Si siedono tutti, quasi come se volessero ignorare la sua presenza mentre lei rimane in piedi appoggiata con il fondo della schiena al mobile della cucina. Sua sorella le offre un bicchiere d'acqua prima di sedersi sul divano accanto al loro padre.
“Io volevo chiedervi scusa.” è bastato questo breve preambolo per far sussultare sua madre e far sbarrare gli occhi al resto della famiglia. “Ho capito di non aver reso la situazione più facile e mi dispiace.”
Incredibilmente Elisabetta ha lo sguardo alto, alterna la sua visuale tra tutti le persone che sono davanti a lei chiaramente in attesa delle prossime parole.
“Questo non significa che rimangio tutto ciò che ho detto. Ultimamente non ho trovato altro che porte chiuse da parte vostra, mamma e papà. Mi sono sempre sentita sbagliata, fuori luogo e impossibilitata a esprimere ciò che davvero pensavo, perché poi vedevo le tue reazioni.” l'attenzione è rivolta tutta verso sua madre che ha un'espressione gelida e illeggibile, sicuramente vogliosa di urlare in tutte le lingue del mondo il suo disappunto e la lista di cose che ha sempre fatto in quella casa.
“E tu, papà, avrei voluto delle parole di conforto, o che quanto meno ti esponessi.
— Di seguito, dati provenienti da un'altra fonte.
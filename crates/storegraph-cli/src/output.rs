//! Output sinks for finished scenario tables
//!
//! The external renderer boundary: sinks only see the ordered rows of a
//! [`RenderTable`]. Supports pretty-printed JSON and CSV append with
//! headers written on file creation.

use std::fs::OpenOptions;
use std::path::{Path, PathBuf};
use storegraph_common::{Result, StoregraphError};
use storegraph_pipeline::{RenderTable, TableRenderer};
use tracing::debug;

/// Writes tables as pretty-printed JSON, to stdout or a file
pub struct JsonSink {
    target: Option<PathBuf>,
}

impl JsonSink {
    pub fn new(target: Option<PathBuf>) -> Self {
        Self { target }
    }
}

impl TableRenderer for JsonSink {
    fn render(&self, table: &RenderTable) -> Result<()> {
        let document = serde_json::json!({
            "scenario": table.title,
            "columns": table.columns,
            "rows": table.rows,
        });
        let text = serde_json::to_string_pretty(&document)?;

        match &self.target {
            Some(path) => {
                use std::io::Write;
                let mut file = OpenOptions::new().append(true).create(true).open(path)?;
                writeln!(file, "{text}")?;
                debug!(path = %path.display(), "Appended JSON table");
            }
            None => println!("{text}"),
        }
        Ok(())
    }

    fn name(&self) -> &'static str {
        "json"
    }

    fn description(&self) -> &'static str {
        "Pretty-printed JSON table documents"
    }
}

/// Appends table rows to a CSV file, or writes CSV to stdout.
///
/// The header row is written only when the target file is created.
pub struct CsvSink {
    target: Option<PathBuf>,
}

impl CsvSink {
    pub fn new(target: Option<PathBuf>) -> Self {
        Self { target }
    }

    fn write_table<W: std::io::Write>(
        table: &RenderTable,
        writer: &mut csv::Writer<W>,
        with_headers: bool,
    ) -> Result<()> {
        let csv_err = |e: csv::Error| StoregraphError::with_source("failed to write CSV output", e);

        if with_headers {
            writer.write_record(table.column_names()).map_err(csv_err)?;
        }
        for row in &table.rows {
            writer
                .write_record(row.iter().map(|cell| cell.display()))
                .map_err(csv_err)?;
        }
        writer.flush()?;
        Ok(())
    }
}

impl TableRenderer for CsvSink {
    fn render(&self, table: &RenderTable) -> Result<()> {
        match &self.target {
            Some(path) => {
                let file_exists = Path::new(path).exists();
                debug!(path = %path.display(), file_exists, "Appending CSV table");

                let file = OpenOptions::new().append(true).create(true).open(path)?;
                let mut writer = csv::WriterBuilder::new()
                    .has_headers(false)
                    .from_writer(file);
                Self::write_table(table, &mut writer, !file_exists)
            }
            None => {
                let mut writer = csv::WriterBuilder::new()
                    .has_headers(false)
                    .from_writer(std::io::stdout());
                Self::write_table(table, &mut writer, true)
            }
        }
    }

    fn name(&self) -> &'static str {
        "csv"
    }

    fn description(&self) -> &'static str {
        "Delimited table rows, appended with headers on file creation"
    }
}
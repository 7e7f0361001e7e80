//! Ranking of summary rows and top-group pre-selection

use crate::aggregator::{Aggregator, SummaryTable};
use storegraph_common::{AppRecord, Result, StoregraphError};
use storegraph_config::{GroupField, MetricSpec, RankSpec, Reduction, TopGroupsSpec};
use tracing::{debug, instrument};

/// Sort a summary table by a metric, descending, and keep the first N.
///
/// The sort is stable, so ties keep their first-encountered order; rows
/// whose metric is None sort last. A limit of zero yields an empty table.
#[instrument(skip(table))]
pub fn rank(mut table: SummaryTable, spec: &RankSpec) -> Result<SummaryTable> {
    let index = table.metric_index(&spec.metric).ok_or_else(|| {
        StoregraphError::validation(format!("unknown ranking metric '{}'", spec.metric))
    })?;

    table.rows.sort_by(|a, b| {
        let a = a.values[index].unwrap_or(f64::NEG_INFINITY);
        let b = b.values[index].unwrap_or(f64::NEG_INFINITY);
        b.partial_cmp(&a).unwrap_or(std::cmp::Ordering::Equal)
    });
    table.rows.truncate(spec.limit);

    debug!(kept = table.rows.len(), metric = %spec.metric, "Ranked summary rows");
    Ok(table)
}

/// The top-N group keys by a summed field, used to restrict records
/// before the final aggregation ("top 3 categories by installs")
#[instrument(skip(records))]
pub fn top_group_keys(records: &[&AppRecord], spec: &TopGroupsSpec) -> Result<Vec<String>> {
    let group_by = [GroupField::Column(spec.by)];
    let metrics = [MetricSpec::new("Total", spec.field, Reduction::Sum)];

    let summary = Aggregator::new(&group_by, &metrics).aggregate(records);
    let ranked = rank(
        summary,
        &RankSpec {
            metric: "Total".to_string(),
            limit: spec.limit,
        },
    )?;

    Ok(ranked
        .rows
        .into_iter()
        .map(|row| row.keys.into_iter().next().unwrap_or_default())
        .collect())
}
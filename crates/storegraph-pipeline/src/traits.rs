//! Renderer trait definitions for polymorphic table sinks.

use crate::table::RenderTable;
use storegraph_common::Result;

/// Trait for renderers that consume a finished scenario table.
///
/// Rendering itself (charts, maps, bubbles) lives outside this crate;
/// implementations only ever receive the ordered, named, typed rows of a
/// [`RenderTable`].
pub trait TableRenderer {
    /// Renders a finished table.
    fn render(&self, table: &RenderTable) -> Result<()>;

    /// Gets the name of this renderer.
    fn name(&self) -> &'static str;

    /// Gets the description of this renderer.
    fn description(&self) -> &'static str;
}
Ma va bene, adesso ho capito come funziona e siccome la mia parte di ingranaggio non combacia con la vostra è giusto che rimaniamo a distanza. Però voglio essere sicura che dopo essere uscita da quella porta, finalmente, ci saremmo chiariti. Perché questo è ciò che la mia terapeuta mi ha insegnato.”
Cala il silenzio più totale, Elisabetta comprende solo quello della sorella che da quando convive non è più stata troppo presente nelle vicende familiari. Forse bastava questo, comincia a pensare, e subito si dipinge nella sua testa un'immagine idilliaca e utopica di lei e Claudio che condividono una casa tutta per loro.
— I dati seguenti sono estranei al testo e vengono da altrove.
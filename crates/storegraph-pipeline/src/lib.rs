//! # storegraph-pipeline
//!
//! The cleaning-and-aggregation core: dataset ingestion, field
//! normalization, declarative row filtering, group-by aggregation,
//! ranking, growth series, label translation, and the display gate.
//!
//! Data flows strictly one way: raw rows -> normalizer -> filter ->
//! aggregator -> ranker/growth -> translator -> render table. No stage
//! feeds back into an earlier one, and a run is one synchronous pass.

pub mod aggregator;
pub mod dataset;
pub mod fields;
pub mod filter;
pub mod gate;
pub mod growth;
pub mod normalizer;
pub mod ranker;
pub mod runner;
pub mod table;
pub mod traits;
pub mod translator;

pub use aggregator::{Aggregator, SummaryRow, SummaryTable};
pub use dataset::{load_records, RawRecord, REQUIRED_COLUMNS};
pub use filter::RowFilter;
pub use gate::{DisplayGate, GateDecision};
pub use growth::{GrowthInput, GrowthPoint};
pub use normalizer::Normalizer;
pub use runner::{load_dataset, run_scenario, ScenarioRunner};
pub use table::{CellValue, ColumnKind, RenderColumn, RenderTable};
pub use traits::TableRenderer;
pub use translator::LabelTranslator;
“Hai sempre avuto modo di criticare questa famiglia, qualsiasi cosa facessimo.” esordisce finalmente sua madre che si alza per recuperare una sigaretta dal suo pacchetto per accenderla subito dopo.

Se non fosse una situazione particolare, Giorgia l'avrebbe già rimproverata di non fumare in casa.
“Ma non vuoi vedere le cose come stanno. Ho sempre cercato di darti tutto e insegnarti tutto ciò che impedisse agli altri di parlare di te e questo è quello che mi torna indietro. Una ragazzina ingrata e che si sente incompresa.”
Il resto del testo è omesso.